:: Task material
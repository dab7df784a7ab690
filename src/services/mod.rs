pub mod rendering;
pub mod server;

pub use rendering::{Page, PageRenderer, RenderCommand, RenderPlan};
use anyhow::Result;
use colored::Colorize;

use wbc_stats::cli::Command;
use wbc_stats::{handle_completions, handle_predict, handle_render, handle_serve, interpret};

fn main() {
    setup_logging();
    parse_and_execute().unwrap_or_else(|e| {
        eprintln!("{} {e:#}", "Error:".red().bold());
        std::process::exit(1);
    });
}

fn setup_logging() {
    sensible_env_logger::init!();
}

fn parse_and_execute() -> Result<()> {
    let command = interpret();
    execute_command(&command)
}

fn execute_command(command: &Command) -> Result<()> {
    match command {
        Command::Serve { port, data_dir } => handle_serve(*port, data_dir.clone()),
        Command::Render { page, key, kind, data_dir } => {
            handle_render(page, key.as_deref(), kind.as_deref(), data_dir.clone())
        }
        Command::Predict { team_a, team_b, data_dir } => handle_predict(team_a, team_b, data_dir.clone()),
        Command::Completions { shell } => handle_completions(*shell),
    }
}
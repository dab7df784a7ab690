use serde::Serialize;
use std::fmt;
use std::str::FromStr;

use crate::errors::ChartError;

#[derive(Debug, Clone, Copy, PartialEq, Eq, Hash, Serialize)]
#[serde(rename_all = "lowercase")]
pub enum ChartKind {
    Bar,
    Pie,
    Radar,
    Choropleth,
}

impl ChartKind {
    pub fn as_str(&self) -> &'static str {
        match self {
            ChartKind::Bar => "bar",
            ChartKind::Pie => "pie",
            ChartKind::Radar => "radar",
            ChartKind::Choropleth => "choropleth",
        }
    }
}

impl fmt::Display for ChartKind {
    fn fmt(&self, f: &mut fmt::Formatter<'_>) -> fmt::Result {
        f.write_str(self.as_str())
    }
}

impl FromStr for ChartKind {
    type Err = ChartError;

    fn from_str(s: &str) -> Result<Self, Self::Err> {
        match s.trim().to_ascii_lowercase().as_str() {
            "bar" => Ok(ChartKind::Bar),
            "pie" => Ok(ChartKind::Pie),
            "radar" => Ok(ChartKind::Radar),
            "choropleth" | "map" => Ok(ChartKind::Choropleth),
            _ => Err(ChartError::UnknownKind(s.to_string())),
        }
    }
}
::::
- What you will do
Please copy every line of the data that carries the string "FromStr".

- Exercise answer
use std::str::FromStr;
impl FromStr for ChartKind {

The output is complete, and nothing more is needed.